Nesta manhã também foi divulgado pelo Banco Central o resultado primário do setor público consolidado, que apresentou um déficit de R 55,313 bilhões em junho — valor superior ao esperado pela mediana das projeções do Projeções Broadcast (R 49,300 bilhões.

Implicações fiscais e externas

Fonseca apontou que o déficit nominal corresponde a 10% do PIB e que a dívida pública já cresceu mais de três pontos percentuais neste ano. Ele ressaltou que a curva de juros tem sido um termômetro importante das incertezas eleitorais no país. Em sua análise, tanto as condições fiscais quanto a expectativa sobre o ciclo contínuo de redução da Selic ajudaram a explicar o ganho na inclinação da curva no mês passado.

Julho se encerrou com um recuo de 20 pontos – base no DI para janeiro de 2027 e uma virtual estabilidade nos vértices médios. Já houve um aumento de 15 pontos no contrato para janeiro de 2031. Ontem à tarde, às 17h 10, os retornos dos T – Notes nos Estados Unidos mostraram aumentos significativos: o título com vencimento em dois anos subiu de 4,258% para 4,270%, enquanto o juro do título com dez anos avançou de 4,677% para 4,708%.

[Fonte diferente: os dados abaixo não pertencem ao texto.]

//! Per-session state.

use std::time::{Duration, Instant};

use serde::{Deserialize, Serialize};
use uuid::Uuid;

use crate::protocol::LineDecoder;
use crate::spawn::TranscriberProcess;

/// Unique identifier for a session.
#[derive(Debug, Clone, PartialEq, Eq, Hash, Serialize, Deserialize)]
pub struct SessionId(pub String);

impl SessionId {
    pub fn new() -> Self {
        Self(Uuid::new_v4().to_string())
    }
}

impl Default for SessionId {
    fn default() -> Self {
        Self::new()
    }
}

impl std::fmt::Display for SessionId {
    fn fmt(&self, f: &mut std::fmt::Formatter<'_>) -> std::fmt::Result {
        write!(f, "{}", self.0)
    }
}

/// Durations recorded when the transcriber reports `ready`.
#[derive(Debug, Clone, Copy, PartialEq, Eq)]
pub struct ReadyTiming {
    pub since_spawn: Duration,
    pub since_first_output: Option<Duration>,
}

/// Timing marks kept for diagnostics only.
#[derive(Debug, Clone)]
pub struct SessionTiming {
    spawned_at: Instant,
    first_output_at: Option<Instant>,
    ready_at: Option<Instant>,
}

impl SessionTiming {
    pub fn started_now() -> Self {
        Self::started_at(Instant::now())
    }

    pub fn started_at(spawned_at: Instant) -> Self {
        Self {
            spawned_at,
            first_output_at: None,
            ready_at: None,
        }
    }

    /// Record the first stdout chunk. Returns the delay since spawn the first
    /// time only.
    pub fn mark_first_output(&mut self, now: Instant) -> Option<Duration> {
        if self.first_output_at.is_some() {
            return None;
        }
        self.first_output_at = Some(now);
        Some(now.saturating_duration_since(self.spawned_at))
    }

    /// Record the `ready` report. Returns timings the first time only.
    pub fn mark_ready(&mut self, now: Instant) -> Option<ReadyTiming> {
        if self.ready_at.is_some() {
            return None;
        }
        self.ready_at = Some(now);
        Some(ReadyTiming {
            since_spawn: now.saturating_duration_since(self.spawned_at),
            since_first_output: self
                .first_output_at
                .map(|first| now.saturating_duration_since(first)),
        })
    }
}

/// One supervised transcriber subprocess.
///
/// The process handle is owned here and nowhere else. A session is
/// `detached` once it reached a terminal state: its events are no longer
/// acted on, but a process that is still running stays owned until it is
/// reaped.
pub struct Session {
    pub id: SessionId,
    pub(crate) process: TranscriberProcess,
    pub(crate) decoder: LineDecoder,
    pub(crate) timing: SessionTiming,
    pub(crate) result_delivered: bool,
    pub(crate) detached: bool,
}

impl Session {
    pub(crate) fn new(id: SessionId, process: TranscriberProcess) -> Self {
        Self {
            id,
            process,
            decoder: LineDecoder::new(),
            timing: SessionTiming::started_now(),
            result_delivered: false,
            detached: false,
        }
    }

    /// Live and not yet terminal.
    pub fn is_active(&self) -> bool {
        !self.detached
    }

    pub fn pid(&self) -> u32 {
        self.process.pid()
    }
}
//! Line protocol spoken by the transcriber subprocess on stdout.

mod decoder;
mod types;

pub use decoder::{parse_line, DecodeError, LineDecoder, Lines};
pub use types::{ChildProcessUpdate, LoadingState};
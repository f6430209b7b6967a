//! Transcriber process spawning and I/O.
//!
//! Starts the subprocess with three independent pipes and turns everything
//! that happens to it into [`ProcessEvent`]s on a single channel:
//! - raw stdout chunks, exactly as read from the pipe
//! - stderr lines
//! - the exit status
//!
//! Each stream is read on its own thread. The exit watcher holds the exit
//! event back until both readers have hit EOF (or `exit_grace` has passed),
//! so output written just before exiting is normally delivered first.
//! Consumers must still not depend on that ordering.

use crate::shell::{build_command, ProcessExit};
use std::io::{self, BufRead, BufReader, Read, Write};
use std::process::{Child, ChildStdin, Stdio};
use std::sync::mpsc::{self, Receiver, Sender};
use std::sync::{Arc, Mutex, MutexGuard};
use std::thread;
use std::time::{Duration, Instant};
use thiserror::Error;

const READ_CHUNK: usize = 4096;
const EXIT_POLL_INTERVAL: Duration = Duration::from_millis(50);
const DEFAULT_EXIT_GRACE: Duration = Duration::from_millis(500);

/// Events emitted by a transcriber process.
#[derive(Debug, Clone, PartialEq, Eq)]
pub enum ProcessEvent {
    /// A chunk of bytes read from stdout
    Stdout(Vec<u8>),
    /// A line read from stderr
    Stderr(String),
    /// The process exited on its own
    Exit(ProcessExit),
}

#[derive(Error, Debug)]
pub enum SpawnError {
    #[error("Failed to build command: {0}")]
    Command(String),

    #[error("Failed to spawn {program}: {source}")]
    Spawn {
        program: String,
        #[source]
        source: io::Error,
    },

    #[error("Failed to capture {0}")]
    Pipe(&'static str),

    #[error("No active stdin")]
    NoStdin,

    #[error("Failed to write to stdin: {0}")]
    Stdin(#[source] io::Error),

    #[error("Failed to terminate process: {0}")]
    Kill(#[source] io::Error),
}

/// Configuration for spawning a process.
#[derive(Debug, Clone)]
pub struct SpawnConfig {
    /// Program to execute (the interpreter)
    pub program: String,
    /// Arguments (the script path)
    pub args: Vec<String>,
    /// Working directory for the process
    pub working_dir: Option<String>,
    /// Shell prefix (e.g. "/bin/zsh -l -c"); `None` executes directly
    pub shell_prefix: Option<String>,
    /// Extra environment variables
    pub env: Vec<(String, String)>,
    /// How long the exit watcher waits for the output pipes to drain
    pub exit_grace: Duration,
}

impl SpawnConfig {
    pub fn new(program: impl Into<String>, args: Vec<String>) -> Self {
        Self {
            program: program.into(),
            args,
            working_dir: None,
            shell_prefix: None,
            env: Vec::new(),
            exit_grace: DEFAULT_EXIT_GRACE,
        }
    }

    pub fn working_dir(mut self, dir: impl Into<String>) -> Self {
        self.working_dir = Some(dir.into());
        self
    }

    pub fn shell_prefix(mut self, prefix: impl Into<String>) -> Self {
        self.shell_prefix = Some(prefix.into());
        self
    }

    pub fn env(mut self, key: impl Into<String>, value: impl Into<String>) -> Self {
        self.env.push((key.into(), value.into()));
        self
    }

    pub fn exit_grace(mut self, grace: Duration) -> Self {
        self.exit_grace = grace;
        self
    }
}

O T – Bond com vencimento em trinta anos viu seu retorno aumentar também — passando de 5,214% para 5,250%.

Reações ao cenário internacional

Thomas Simons, economista do Jefferies Group, comentou sobre os níveis elevados dos juros dos títulos americanos: os títulos com vencimento em trinta anos estão nos patamares mais altos desde junho de 2007. Os títulos com dez anos também estão próximos do pico histórico dos últimos dezenove anos.

Simons atribui essa piora à recente reunião do Federal Open Market Committee (Fomc), onde o Federal Reserve optou por manter os juros inalterados nesta semana — mas contou com três votos divergentes favoráveis à alta.

A comunicação do Fomc gerou dificuldades no mercado financeiro norte – americano em assimilar as informações apresentadas durante a reunião.